THE INPUT:
────────────────────────────────────────

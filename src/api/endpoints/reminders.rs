//! Reminder dispatch trigger and status.

use axum::extract::State;
use axum::http::StatusCode;
use axum::Json;

use crate::api::types::{ApiContext, LastScanResponse};
use crate::core_state::ScanOutcome;
use crate::reminders::DispatchSummary;

/// `POST /api/reminders/dispatch`: run one scan now.
///
/// Always answers with a summary: 200 when the scan ran (even if some
/// users failed), 500 when users could not be loaded, 409 with the last
/// known summary when a scan is already running.
pub async fn dispatch(State(ctx): State<ApiContext>) -> (StatusCode, Json<DispatchSummary>) {
    match ctx.core.run_dispatch().await {
        ScanOutcome::Completed(summary) if summary.success => (StatusCode::OK, Json(summary)),
        ScanOutcome::Completed(summary) => (StatusCode::INTERNAL_SERVER_ERROR, Json(summary)),
        ScanOutcome::AlreadyRunning => {
            let mut summary = ctx.core.last_summary().unwrap_or_default();
            summary.success = false;
            summary.error = Some("A reminder scan is already running".into());
            (StatusCode::CONFLICT, Json(summary))
        }
    }
}

/// `GET /api/reminders/last`: most recent summary, if any.
pub async fn last(State(ctx): State<ApiContext>) -> Json<LastScanResponse> {
    Json(LastScanResponse {
        running: ctx.core.is_scan_running(),
        summary: ctx.core.last_summary(),
    })
}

────────────────────────────────────────

EXERCISE DIRECTIONS: Take the records above and write each one out again exactly.

RESULT:
filename src/api/endpoints/reminders.rs
//! Reminder dispatch trigger and status.

use axum::extract::State;
use axum::http::StatusCode;
use axum::Json;

use crate::api::types::{ApiContext, LastScanResponse};
use crate::core_state::ScanOutcome;
use crate::reminders::DispatchSummary;

/// `POST /api/reminders/dispatch`: run one scan now.
///
/// Always answers with a summary: 200 when the scan ran (even if some
/// users failed), 500 when users could not be loaded, 409 with the last
/// known summary when a scan is already running.
pub async fn dispatch(State(ctx): State<ApiContext>) -> (StatusCode, Json<DispatchSummary>) {
    match ctx.core.run_dispatch().await {
        ScanOutcome::Completed(summary) if summary.success => (StatusCode::OK, Json(summary)),
        ScanOutcome::Completed(summary) => (StatusCode::INTERNAL_SERVER_ERROR, Json(summary)),
        ScanOutcome::AlreadyRunning => {
            let mut summary = ctx.core.last_summary().unwrap_or_default();
            summary.success = false;
            summary.error = Some("A reminder scan is already running".into());
            (StatusCode::CONFLICT, Json(summary))
        }
    }
}

/// `GET /api/reminders/last`: most recent summary, if any.
pub async fn last(State(ctx): State<ApiContext>) -> Json<LastScanResponse> {
    Json(LastScanResponse {
        running: ctx.core.is_scan_running(),
        summary: ctx.core.last_summary(),
    })
}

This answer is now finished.